Saturday, June 25, 2005
Boonville: A review.
The blurbs on Robert Mailer Anderson's first novel, Boonville, are pretty hyperbolic, even by the standards of such blurbs. For example, Jonathan Yardley apparently said that Boonville is "the funniest first novel by an American writer to come my way since John Kennedy Toole's A Confederacy of Dunces." I wish I felt the same way.
At the center of the story is John Gibson, bred in south Florida and not too long ago graduated from the University of Miami. His grandmother, the black sheep of the family, passes away and Gibson chucks his life in Miami to move to her cabin in Boonville, California, a town of 715 oddballs and eccentrics north of San Francisco and south of Mendocino.
Anderson does a good job painting the town of Boonville and its assorted inhabitants, though one beef I have with the book is that several of the characters are drawn without sympathy. For example, John's girlfriend in Florida, Christina, seems like such an unpleasant sort that it's hard too see why he would date her, let alone as long as he did, and it seems unlikely when he pines for her. I found it too easy to see the gears of Anderson's plot moving too easily behind Christina and a few other characters. Had Boonville, like (say) A Confederacy of Dunces, gone over the top, maybe Anderson could have gotten away with this sort of thing, but I thought he got stuck somewhere between satire and realism.

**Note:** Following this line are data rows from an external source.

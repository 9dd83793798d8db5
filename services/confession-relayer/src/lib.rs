// Copyright 2022 Webb Technologies Inc.
//
// Licensed under the Apache License, Version 2.0 (the "License");
// you may not use this file except in compliance with the License.
// You may obtain a copy of the License at
//
// http://www.apache.org/licenses/LICENSE-2.0
//
// Unless required by applicable law or agreed to in writing, software
// distributed under the License is distributed on an "AS IS" BASIS,
// WITHOUT WARRANTIES OR CONDITIONS OF ANY KIND, either express or implied.
// See the License for the specific language governing permissions and
// limitations under the License.

#![deny(unsafe_code)]
#![warn(missing_docs)]

//! # Confession Relayer Crate 🕸️
//!
//! An HTTP service for anonymous confessions that are anchored on chain.
//!
//! ## Overview
//!
//! Confessions are never written directly by their authors. Instead a
//! visitor pays the relayer wallet the current anchoring fee, then hands
//! the relayer the confession text and the payment transaction hash. The
//! relayer:
//!
//!   1. checks the payment (mined, sent to the relayer, large enough, never
//!      used before),
//!   2. anchors the keccak-256 hash of the text from its own wallet, so the
//!      only on-chain trace points at the relayer,
//!   3. waits for confirmation and stores the confession with the relayer's
//!      transaction hash.
//!
//! Around that core the service offers listing, anonymous voting keyed by a
//! client generated visitor id, aggregate trends, and a moderation surface
//! guarded by a wallet-signature login for a single owner address.

/// A module for building the HTTP router and the background tasks.
pub mod service;

/// A type alias for the result for the confession relayer.
pub type Result<T> = confession_relayer_utils::Result<T>;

More generally, Anderson uses the book, and John's internal life, as a platform to share a whole bunch of odd thoughts about pop culture and modern living. All too often, these asides did not seem to advance the plot or his characterizations. Maybe he's gotten all of this out of his system, and his second novel will be one to watch for. I don't regret reading Boonville, but -- sorry, Jonathan Lethem* -- if I were going to read a novel set in Northern California, I'd stick with Vineland.
What do I know? If you want buy it, click through the link above to send me a few pennies.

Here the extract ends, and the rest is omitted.